He was born into a strict Christian family where discipline, respect for elders and fear of God were taken seriously. At a tender age, his mother conscripted him and his siblings into Scripture Union where their spiritual lives were shaped. Though his father wanted him to become a medical doctor, he ended up as a lawyer. Eze Chikamnayo, who is an aspirant for the Abia State House of Assembly shared his life’s journey with Charles Ajunwa and Ahamefula Ogbu
Can we know how you started or was it a sudden flight to prominence?
I studied variously at National School, Isu Njaaba, Imo State then moved over to Eziama High School, Aba, where I graduated from secondary school. At Eziama High School, I was talented to the extent that when we decided to choose subjects, then there was nothing like junior and senior secondary, it was five years but you specialise from class three; either science or arts, it was a herculean task. I remember coming home to my dad and asking if is should go for sciences or arts. When he brought out all my report cards and discovered that I had excellence in both; he now threw the question back at me and said, if you had done badly in any area, I would have said go to the other but because you had almost 90 and above in all the subjects, I will find it difficult, I will ask you, son, to choose. So, I asked what he has always wanted me to do and he said, well if you become a doctor I wouldn’t mind so he tilted my choice because I loved my dad so much that I always wanted to make him proud. So I tilted to the sciences and chose all the science subjects and added Geography to make it nine.
So the way God would have it, even though I was the science and laboratory prefect of Eziama High School, the youngest at the time, I was doing very well in the arts. At a time I participated in a national essay competition organised by the National Museum in Aba and I came tops and they gave me a very beautiful novel by Better M. Clay. Those days we used to read all the novels; James Hardley Chase, Pace Setters, different sets. It was my first honour, they wrapped it up with cash prizes and it was glorious, I took it to my dad and told him I won a prize in the whole of Aba Zone, that competition was for all secondary schools in Aba.

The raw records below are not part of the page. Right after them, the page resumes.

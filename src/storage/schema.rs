use std::collections::BTreeSet;
use std::sync::Arc;

use crate::storage::index::Index;
use crate::types::ClusterId;

/// Read-only description of one type (class).
#[derive(Clone, Debug, PartialEq, Default)]
pub struct TypeInfo {
    /// Type name.
    pub name: String,
    /// Direct supertypes.
    pub superclasses: Vec<String>,
    /// Direct subtypes.
    pub subclasses: Vec<String>,
    /// Clusters owned directly by this type.
    pub clusters: Vec<ClusterId>,
    /// Abstract types own no clusters.
    pub is_abstract: bool,
}

/// Schema lookups consumed by the planner.
pub trait Schema: Send + Sync {
    /// Resolves a type by name.
    fn get_type(&self, name: &str) -> Option<Arc<TypeInfo>>;

    /// Indexes usable for `type_name`: declared on it or inherited from a supertype.
    fn class_indexes(&self, type_name: &str) -> Vec<Arc<dyn Index>>;

    /// Resolves an index by name.
    fn get_index(&self, name: &str) -> Option<Arc<dyn Index>>;

    /// Resolves a cluster name to its id.
    fn cluster_id(&self, name: &str) -> Option<ClusterId>;

    /// Resolves a cluster id to its name.
    fn cluster_name(&self, id: ClusterId) -> Option<String>;

    /// Type owning a cluster.
    fn type_of_cluster(&self, id: ClusterId) -> Option<String>;

    /// Record count of a type, including subtypes when `polymorphic`.
    fn count(&self, type_name: &str, polymorphic: bool) -> u64;

    /// Record count of one cluster.
    fn count_cluster(&self, id: ClusterId) -> u64;

    /// Returns true if `name` equals `ancestor` or inherits from it.
    fn is_subclass_of(&self, name: &str, ancestor: &str) -> bool {
        if name == ancestor {
            return true;
        }
        let mut stack = vec![name.to_owned()];
        let mut seen = BTreeSet::new();
        while let Some(current) = stack.pop() {
            if !seen.insert(current.clone()) {
                continue;
            }
            let Some(info) = self.get_type(&current) else {
                continue;
            };
            for parent in &info.superclasses {
                if parent == ancestor {
                    return true;
                }
                stack.push(parent.clone());
            }
        }
        false
    }

    /// Clusters of a type and all of its subtypes, sorted and deduplicated.
    fn polymorphic_clusters(&self, type_name: &str) -> Vec<ClusterId> {
        let mut clusters = BTreeSet::new();
        let mut stack = vec![type_name.to_owned()];
        let mut seen = BTreeSet::new();
        while let Some(current) = stack.pop() {
            if !seen.insert(current.clone()) {
                continue;
            }
            if let Some(info) = self.get_type(&current) {
                clusters.extend(info.clusters.iter().copied());
                stack.extend(info.subclasses.iter().cloned());
            }
        }
        clusters.into_iter().collect()
    }
}
/// Applies a comparison operator to two evaluated operands.
pub fn compare_values(left: &Value, op: CmpOp, right: &Value) -> bool {
    use std::cmp::Ordering::*;
    match op {
        CmpOp::Eq => left.sql_eq(right),
        CmpOp::Ne => match (left.is_null(), right.is_null()) {
            (false, false) => !left.sql_eq(right),
            (l, r) => l != r,
        },
        CmpOp::Lt => left.sql_cmp(right) == Some(Less),
        CmpOp::Le => matches!(left.sql_cmp(right), Some(Less | Equal)),
        CmpOp::Gt => left.sql_cmp(right) == Some(Greater),
        CmpOp::Ge => matches!(left.sql_cmp(right), Some(Greater | Equal)),
        CmpOp::Contains => match left {
            Value::List(items) => items.iter().any(|item| item.sql_eq(right)),
            _ => false,
        },
        CmpOp::ContainsKey => match (left, right) {
            (Value::Map(map), Value::String(key)) => map.contains_key(key),
            _ => false,
        },
        CmpOp::ContainsValue => match left {
            Value::Map(map) => map.values().any(|value| value.sql_eq(right)),
            _ => false,
        },
    }
}

fn contains_words(text: &str, needle: &str) -> bool {
    let haystack: BTreeSet<String> = text
        .split(|c: char| !c.is_alphanumeric())
        .filter(|w| !w.is_empty())
        .map(str::to_lowercase)
        .collect();
    needle
        .split(|c: char| !c.is_alphanumeric())
        .filter(|w| !w.is_empty())
        .all(|word| haystack.contains(&word.to_lowercase()))
}
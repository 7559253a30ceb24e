//! Query planning and execution core for an embedded graph/document database.
//!
//! The crate plans SELECT, MATCH and TRAVERSE statements into chains of steps
//! and executes them as pull-based streams over the storage traits in
//! [`storage`].

#![warn(missing_docs)]

/// Execution configuration and its TOML/environment loading.
pub mod config;

/// Error type shared by planning and execution.
pub mod error;

/// Planners, steps, streams and plans.
pub mod query;

/// Collaborator traits and the in-memory database.
pub mod storage;

/// Record and cluster identifiers.
pub mod types;

pub use config::{ExecutionConfig, TimeoutStrategy};
pub use error::{QuarryError, Result};
pub use types::{ClusterId, Rid};
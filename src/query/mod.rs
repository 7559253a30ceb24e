#![forbid(unsafe_code)]

//! Query planning and pull-based execution.
//!
//! Statements from [`ast`] are turned into [`plan::ExecutionPlan`]s by the
//! planners; plans are started against an [`context::ExecutionContext`] and
//! pulled one tuple at a time.

/// Statement model consumed by the planners.
pub mod ast;

/// Plan cache keyed by statement.
pub mod cache;

/// Execution context, database handle and cancellation.
pub mod context;

/// Expressions and conditions.
pub mod expr;

/// Index selection, descriptors and index scan steps.
pub mod index;

/// MATCH pattern planning and execution.
pub mod pattern;

/// Execution plans and explain output.
pub mod plan;

/// SELECT planning and statement dispatch.
pub mod planner;

/// Planner and step profiling counters.
pub mod profile;

/// Plan steps.
pub mod steps;

/// Pull-based tuple streams.
pub mod stream;

/// TRAVERSE planning and the graph walker.
pub mod traverse;

/// Rows flowing between steps.
pub mod tuple;

/// Runtime values.
pub mod value;

pub use ast::Statement;
pub use cache::PlanCache;
pub use context::{CancelToken, Database, ExecutionContext};
pub use plan::{ExecutionPlan, ExplainNode, ResultSet};
pub use planner::create_plan;
pub use tuple::Tuple;
pub use value::Value;
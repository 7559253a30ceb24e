use thiserror::Error;
use tracing::error;

use crate::types::Rid;

/// Result alias used throughout the crate.
pub type Result<T> = std::result::Result<T, QuarryError>;

/// Errors raised while planning or executing a statement.
#[derive(Debug, Error, Clone, PartialEq)]
pub enum QuarryError {
    /// Predicate shape the planner cannot translate into an index or traversal operation.
    #[error("unsupported condition: {0}")]
    UnsupportedCondition(String),
    /// Index referenced by name does not exist.
    #[error("index not found: {0}")]
    IndexNotFound(String),
    /// Type referenced by name does not exist in the schema.
    #[error("type not found: {0}")]
    TypeNotFound(String),
    /// Cluster referenced by name or id does not exist.
    #[error("cluster not found: {0}")]
    ClusterNotFound(String),
    /// Pattern cannot be ordered into a valid traversal schedule.
    #[error("pattern schedule unsatisfiable: {0}")]
    ScheduleUnsatisfiable(String),
    /// Execution was cancelled through the context's cancel token.
    #[error("execution cancelled")]
    Cancelled,
    /// Execution exceeded its configured time limit.
    #[error("execution timed out after {limit_ms} ms")]
    Timeout {
        /// Configured limit in milliseconds.
        limit_ms: u64,
    },
    /// Attempted to mutate a tuple bound to a stored record.
    #[error("record {0} is immutable in this context")]
    ImmutableRecord(Rid),
    /// Invalid argument or statement shape.
    #[error("invalid argument: {0}")]
    Invalid(String),
    /// Failure reported by a storage collaborator.
    #[error("storage error: {0}")]
    Storage(String),
    /// Invalid configuration value.
    #[error("configuration error: {0}")]
    Config(String),
    /// Internal invariant violation.
    #[error("internal error: {0}")]
    Internal(String),
}

impl QuarryError {
    /// Returns a stable machine-readable code for this error.
    pub fn code(&self) -> &'static str {
        match self {
            QuarryError::UnsupportedCondition(_) => "UnsupportedCondition",
            QuarryError::IndexNotFound(_) => "IndexNotFound",
            QuarryError::TypeNotFound(_) => "TypeNotFound",
            QuarryError::ClusterNotFound(_) => "ClusterNotFound",
            QuarryError::ScheduleUnsatisfiable(_) => "ScheduleUnsatisfiable",
            QuarryError::Cancelled => "Cancelled",
            QuarryError::Timeout { .. } => "Timeout",
            QuarryError::ImmutableRecord(_) => "ImmutableRecord",
            QuarryError::Invalid(_) => "Invalid",
            QuarryError::Storage(_) => "Storage",
            QuarryError::Config(_) => "Config",
            QuarryError::Internal(_) => "Internal",
        }
    }

    /// Returns true for errors raised while building a plan, before any tuple is produced.
    pub fn is_plan_time(&self) -> bool {
        matches!(
            self,
            QuarryError::UnsupportedCondition(_)
                | QuarryError::IndexNotFound(_)
                | QuarryError::TypeNotFound(_)
                | QuarryError::ClusterNotFound(_)
                | QuarryError::ScheduleUnsatisfiable(_)
        )
    }

    /// Builds an internal-invariant error and logs it.
    pub(crate) fn internal(message: impl Into<String>) -> Self {
        let message = message.into();
        error!(%message, "internal invariant violated");
        QuarryError::Internal(message)
    }
}

impl From<toml::de::Error> for QuarryError {
    fn from(err: toml::de::Error) -> Self {
        QuarryError::Config(err.to_string())
    }
}
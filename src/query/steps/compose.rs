use crate::error::{QuarryError, Result};
use crate::query::context::ExecutionContext;
use crate::query::plan::{ExecutionPlan, ExplainProp};
use crate::query::steps::{drain_input, ExecutionStep};
use crate::query::stream::{self, BoxStream, TupleSource};
use crate::query::tuple::Tuple;

fn merge(parts: &[Option<Tuple>]) -> Result<Tuple> {
    let mut row = Tuple::projected();
    for part in parts.iter().flatten() {
        if part.is_bound() {
            return Err(QuarryError::internal(format!(
                "cartesian product expects projected rows, got {part}"
            )));
        }
        for (key, value) in part.pairs() {
            row.set_property(key.clone(), value.clone())?;
        }
    }
    Ok(row)
}

/// Nested-loop enumeration of every combination of sub-plan rows. Inner
/// sub-plans restart from a fresh copy each time an outer level advances.
struct Odometer {
    plans: Vec<ExecutionPlan>,
    streams: Vec<Option<BoxStream>>,
    current: Vec<Option<Tuple>>,
    started: bool,
    done: bool,
}

impl Odometer {
    /// Restarts level `level` and reads its first row; false if it is empty.
    fn reset(&mut self, level: usize, ctx: &mut ExecutionContext) -> Result<bool> {
        if let Some(mut old) = self.streams[level].take() {
            old.close();
        }
        let mut fresh = self.plans[level].copy().start(ctx)?;
        let first = fresh.try_next(ctx)?;
        self.streams[level] = Some(fresh);
        self.current[level] = first;
        Ok(self.current[level].is_some())
    }

    fn finish(&mut self) -> Result<Option<Tuple>> {
        self.done = true;
        self.release();
        Ok(None)
    }
}

impl TupleSource for Odometer {
    fn produce(&mut self, ctx: &mut ExecutionContext) -> Result<Option<Tuple>> {
        if self.done || self.plans.is_empty() {
            return Ok(None);
        }
        if !self.started {
            self.started = true;
            for level in 0..self.plans.len() {
                if !self.reset(level, ctx)? {
                    return self.finish();
                }
            }
            return merge(&self.current).map(Some);
        }
        let mut level = self.plans.len() - 1;
        loop {
            let next = match self.streams[level].as_mut() {
                Some(stream) => stream.try_next(ctx)?,
                None => None,
            };
            if let Some(tuple) = next {
                self.current[level] = Some(tuple);
                for inner in level + 1..self.plans.len() {
                    if !self.reset(inner, ctx)? {
                        return self.finish();
                    }
                }
                return merge(&self.current).map(Some);
            }
            if level == 0 {
                return self.finish();
            }
            level -= 1;
        }
    }

    fn release(&mut self) {
        for slot in self.streams.iter_mut().rev() {
            if let Some(mut stream) = slot.take() {
                stream.close();
            }
        }
    }
}

/// Cartesian product of independent sub-plans producing projected rows.
///
/// Each output row merges one row of every sub-plan, in sub-plan order.
#[derive(Clone, Debug)]
pub struct CartesianProductStep {
    plans: Vec<ExecutionPlan>,
}

impl CartesianProductStep {
    /// Combines `plans`, the first being the outermost loop.
    pub fn new(plans: Vec<ExecutionPlan>) -> Self {
        Self { plans }
    }
}

impl ExecutionStep for CartesianProductStep {
    fn name(&self) -> &'static str {
        "CARTESIAN PRODUCT"
    }

    fn start(&self, input: Option<BoxStream>, ctx: &mut ExecutionContext) -> Result<BoxStream> {
        drain_input(input, ctx)?;
        let n = self.plans.len();
        Ok(stream::from_source(Odometer {
            plans: self.plans.iter().map(ExecutionPlan::copy).collect(),
            streams: (0..n).map(|_| None).collect(),
            current: vec![None; n],
            started: false,
            done: false,
        }))
    }

    fn sub_plans(&self) -> Vec<&ExecutionPlan> {
        self.plans.iter().collect()
    }

    fn copy(&self) -> Box<dyn ExecutionStep> {
        Box::new(self.clone())
    }
}

/// Concatenation of sub-plans, run one after another.
#[derive(Clone, Debug)]
pub struct ParallelExecStep {
    plans: Vec<ExecutionPlan>,
}

impl ParallelExecStep {
    /// Unions `plans` in order.
    pub fn new(plans: Vec<ExecutionPlan>) -> Self {
        Self { plans }
    }
}

impl ExecutionStep for ParallelExecStep {
    fn name(&self) -> &'static str {
        "PARALLEL"
    }

    fn start(&self, input: Option<BoxStream>, ctx: &mut ExecutionContext) -> Result<BoxStream> {
        drain_input(input, ctx)?;
        let mut pending = self.plans.iter().map(ExecutionPlan::copy).collect::<Vec<_>>().into_iter();
        Ok(stream::chain(move |ctx| match pending.next() {
            Some(plan) => plan.start(ctx).map(Some),
            None => Ok(None),
        }))
    }

    fn explain_props(&self) -> Vec<ExplainProp> {
        vec![ExplainProp::plain("branches", self.plans.len().to_string())]
    }

    fn sub_plans(&self) -> Vec<&ExecutionPlan> {
        self.plans.iter().collect()
    }

    fn copy(&self) -> Box<dyn ExecutionStep> {
        Box::new(self.clone())
    }
}

/// Runs a nested plan as the source of the enclosing one.
#[derive(Clone, Debug)]
pub struct SubQueryStep {
    plan: ExecutionPlan,
}

impl SubQueryStep {
    /// Wraps `plan`.
    pub fn new(plan: ExecutionPlan) -> Self {
        Self { plan }
    }
}

impl ExecutionStep for SubQueryStep {
    fn name(&self) -> &'static str {
        "SUBQUERY"
    }

    fn start(&self, input: Option<BoxStream>, ctx: &mut ExecutionContext) -> Result<BoxStream> {
        drain_input(input, ctx)?;
        self.plan.copy().start(ctx)
    }

    fn sub_plans(&self) -> Vec<&ExecutionPlan> {
        vec![&self.plan]
    }

    fn copy(&self) -> Box<dyn ExecutionStep> {
        Box::new(self.clone())
    }
}
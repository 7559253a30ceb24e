//! LRU cache of execution plans keyed by statement text.

use std::num::NonZeroUsize;
use std::sync::atomic::{AtomicU64, Ordering};

use lru::LruCache;
use parking_lot::Mutex;
use tracing::trace;
use xxhash_rust::xxh64::xxh64;

use crate::error::Result;
use crate::query::ast::Statement;
use crate::query::context::ExecutionContext;
use crate::query::plan::ExecutionPlan;
use crate::query::planner::create_plan;

/// Plans shared across executions of the same statement.
///
/// Only plans whose steps all report [`ExecutionPlan::can_be_cached`] are
/// stored; callers always receive a fresh copy.
pub struct PlanCache {
    plans: Option<Mutex<LruCache<u64, ExecutionPlan>>>,
    hits: AtomicU64,
    misses: AtomicU64,
}

impl PlanCache {
    /// Cache holding at most `capacity` plans; zero disables caching.
    pub fn new(capacity: usize) -> Self {
        Self {
            plans: NonZeroUsize::new(capacity).map(|cap| Mutex::new(LruCache::new(cap))),
            hits: AtomicU64::new(0),
            misses: AtomicU64::new(0),
        }
    }

    /// Cache sized from `ctx`'s configuration.
    pub fn from_context(ctx: &ExecutionContext) -> Self {
        Self::new(ctx.config().plan_cache_capacity)
    }

    fn key(statement: &Statement, ctx: &ExecutionContext) -> u64 {
        let mut text = format!("{statement:?}");
        for name in ctx.parameter_names() {
            text.push('\u{1f}');
            text.push_str(&name);
        }
        xxh64(text.as_bytes(), 0)
    }

    /// Returns a copy of the cached plan for `statement`, planning it on a miss.
    pub fn get_or_plan(&self, statement: &Statement, ctx: &ExecutionContext) -> Result<ExecutionPlan> {
        let Some(plans) = &self.plans else {
            self.misses.fetch_add(1, Ordering::Relaxed);
            return create_plan(statement, ctx);
        };
        let key = Self::key(statement, ctx);
        if let Some(plan) = plans.lock().get(&key) {
            self.hits.fetch_add(1, Ordering::Relaxed);
            trace!(key, "plan_cache.hit");
            return Ok(plan.copy());
        }
        self.misses.fetch_add(1, Ordering::Relaxed);
        let plan = create_plan(statement, ctx)?;
        if plan.can_be_cached() {
            plans.lock().put(key, plan.copy());
            trace!(key, "plan_cache.store");
        }
        Ok(plan)
    }

    /// Drops every cached plan, e.g. after a schema or index change.
    pub fn invalidate(&self) {
        if let Some(plans) = &self.plans {
            plans.lock().clear();
        }
    }

    /// Number of cached plans.
    pub fn len(&self) -> usize {
        self.plans.as_ref().map_or(0, |plans| plans.lock().len())
    }

    /// Returns true if no plan is cached.
    pub fn is_empty(&self) -> bool {
        self.len() == 0
    }

    /// Lookups answered from the cache.
    pub fn hits(&self) -> u64 {
        self.hits.load(Ordering::Relaxed)
    }

    /// Lookups that had to plan.
    pub fn misses(&self) -> u64 {
        self.misses.load(Ordering::Relaxed)
    }
}

impl std::fmt::Debug for PlanCache {
    fn fmt(&self, f: &mut std::fmt::Formatter<'_>) -> std::fmt::Result {
        f.debug_struct("PlanCache")
            .field("len", &self.len())
            .field("hits", &self.hits())
            .field("misses", &self.misses())
            .finish()
    }
}

#[cfg(test)]
mod tests {
    use super::*;
    use crate::query::ast::SelectStatement;
    use crate::query::expr::Condition;
    use crate::storage::MemoryDatabase;

    #[test]
    fn second_lookup_hits() -> Result<()> {
        let db = MemoryDatabase::new();
        db.create_type("V", &[])?;
        db.insert("V", [("x", 1)])?;
        let ctx = ExecutionContext::new(db.database());
        let cache = PlanCache::new(4);
        let statement: Statement = SelectStatement::from_type("V")
            .filter(Condition::eq("x", 1))
            .into();
        let first = cache.get_or_plan(&statement, &ctx)?;
        let second = cache.get_or_plan(&statement, &ctx)?;
        assert_eq!(first.plan_hash(), second.plan_hash());
        assert_eq!((cache.hits(), cache.misses()), (1, 1));
        cache.invalidate();
        assert!(cache.is_empty());
        Ok(())
    }

    #[test]
    fn zero_capacity_never_stores() -> Result<()> {
        let db = MemoryDatabase::new();
        db.create_type("V", &[])?;
        let ctx = ExecutionContext::new(db.database());
        let cache = PlanCache::new(0);
        let statement: Statement = SelectStatement::from_type("V").into();
        cache.get_or_plan(&statement, &ctx)?;
        cache.get_or_plan(&statement, &ctx)?;
        assert_eq!(cache.hits(), 0);
        assert!(cache.is_empty());
        Ok(())
    }
}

While I was winning competitions in the arts, I was also representing my school at science competitions organised in the wider Imo State then, Abia State wasn’t created then. I remember we went to government college, Owerri, myself, Abubakar Haruna and Isaiah Orji to represent our school at Government College Owerri in science competitions. We manufactured fire extinguisher using sodium metals and our school came tops. So, it was wonderful times, we were competing then as young people so we were not competing on how to smoke, rap or belong to cult or fashion, we were competing on who will come first in class, represent the school in the next competition, represent his family well or whose father will come for the next award ceremony. Abubakar Haruna was a Muslim, his father was a police officer posted to Aba then, but we slept in their houses, in the quarters where they lived and they came over to our houses and passed the night despite the fact they were Muslims and we are Christians, it was never an issue; I remember we competed, read together and it became difficult for us growing up to see Nigeria being partitioned into Muslims and Christians and to be friends you have to find out their faith; to cohabit you have to find out of what tribe and clan one is from. Those things were some of the shocks I experienced outside my secondary school because in our secondary school we had Muslims and Christians and we related without inhibitions.
I was also in the Scripture Union (SU), my mother took us there and was wonderful in her influence on my moral life. In those days, SU represented the Pentecostal movement and it was not popular among the orthodoxchurches. I remember my mother and some of her colleagues were ostracised from the Methodist Church for daring to go to Scripture Union where people spoke in tongues and where people evangelised and shared the gospel freely. My father was not happy about it, he was a lay preacher in the Methodist Church and his wife belonging to the Scripture Union at that time was like his wife belonging to something obnoxious. They were holy in their lifestyle and did not tolerate sin at all, they did not acclamatise with what other churches did, they were pure in their pursuit of righteousness, my father was not happy because my mum took us to SU but then she had her way and we were brought up in SU, went to youth camps where we were given sound moral teachings.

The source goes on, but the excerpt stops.